朦朧とする依頼人をトイレからやっとこさ助け出し、ちゃんと服を着せてから119番となった。

なんで探偵が人の家を訪問して救急車を呼ばなくてはならんのか?

なんでオレの時にそうなるのか?

こんな事態を誰が想像するであろうか?


20分ほどで救急車が到着したが、病院は「行きつけがある」ということで、オレが親族への連絡(と言っても子供達へ)をしたり、荷物をまとめたり、戸締りをして慌ただしく出発した。

もはや乗り掛かった舟で「イチ抜けた~」などと言える状況ではない、このままくっ付いて行くしかない。



救急車に乗るなんぞ生まれて初めてであったが「乗り心地の悪い事この上ない」。

隊員も「揺れるでしょ?」と笑いながら言う。

救急要請した当事者としていろいろ聞かれたが、さすがに「探偵で、調査の話しをしてました」等とは言えないので「便利屋です、話し相手で呼ばれました」と答えた。


病院に到着して1時間以上過ぎて東京の反対側に住む息子がやってきたが、オレの車は依頼人の自宅近くのコインパーキングに止めてある。

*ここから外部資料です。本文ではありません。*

//! Column definition.

use crate::types::DataType;
use alloc::string::String;

/// A column definition in a table schema.
#[derive(Clone, Debug)]
pub struct Column {
    /// Column name.
    name: String,
    /// Data type of the column.
    data_type: DataType,
    /// Whether this column allows null values.
    nullable: bool,
    /// Column index in the table (0-based).
    index: usize,
}

impl Column {
    /// Creates a new, non-nullable column definition.
    pub fn new(name: impl Into<String>, data_type: DataType) -> Self {
        Self {
            name: name.into(),
            data_type,
            nullable: false,
            index: 0,
        }
    }

    /// Sets whether this column is nullable.
    pub fn nullable(mut self, nullable: bool) -> Self {
        self.nullable = nullable;
        self
    }

    /// Sets the column index.
    pub(crate) fn with_index(mut self, index: usize) -> Self {
        self.index = index;
        self
    }

    /// Returns the column name.
    #[inline]
    pub fn name(&self) -> &str {
        &self.name
    }

    /// Returns the data type.
    #[inline]
    pub fn data_type(&self) -> DataType {
        self.data_type
    }

    /// Returns whether this column is nullable.
    #[inline]
    pub fn is_nullable(&self) -> bool {
        self.nullable
    }

    /// Returns the column index.
    #[inline]
    pub fn index(&self) -> usize {
        self.index
    }
}

impl PartialEq for Column {
    fn eq(&self, other: &Self) -> bool {
        self.name == other.name && self.data_type == other.data_type
    }
}
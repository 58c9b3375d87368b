//! Data type definitions for engine columns.

/// Supported column data types.
#[derive(Clone, Copy, Debug, PartialEq, Eq, Hash)]
pub enum DataType {
    /// Boolean type (true/false)
    Boolean,
    /// 32-bit signed integer
    Int32,
    /// 64-bit signed integer
    Int64,
    /// UTF-8 string
    String,
    /// Date and time stored as Unix timestamp (milliseconds)
    DateTime,
}

impl DataType {
    /// Returns the name used in diagnostics.
    pub fn name(&self) -> &'static str {
        match self {
            DataType::Boolean => "bool",
            DataType::Int32 => "int32",
            DataType::Int64 => "int64",
            DataType::String => "string",
            DataType::DateTime => "datetime",
        }
    }

    /// Returns whether values of this type are ordered numerically.
    pub fn is_numeric(&self) -> bool {
        matches!(self, DataType::Int32 | DataType::Int64 | DataType::DateTime)
    }
}

impl core::fmt::Display for DataType {
    fn fmt(&self, f: &mut core::fmt::Formatter<'_>) -> core::fmt::Result {
        f.write_str(self.name())
    }
}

送ってくれることにはなったが、診断や処置が終わるまで足止めである。

その息子にも「便利屋です」と誤魔化してやり過ごした。

結局、午前2時過ぎまで病院で待機となり、依頼人も無事だったので一緒の車で帰宅し、適当な時給分の料金を受取って終了した。


調査で驚く、聞いて驚く、というのはあるが目の前で依頼人がぶっ倒れ、救急車を呼んで一緒に病院に行くなんぞ初めてであった。

というか「そんな事、想像できんわい」である。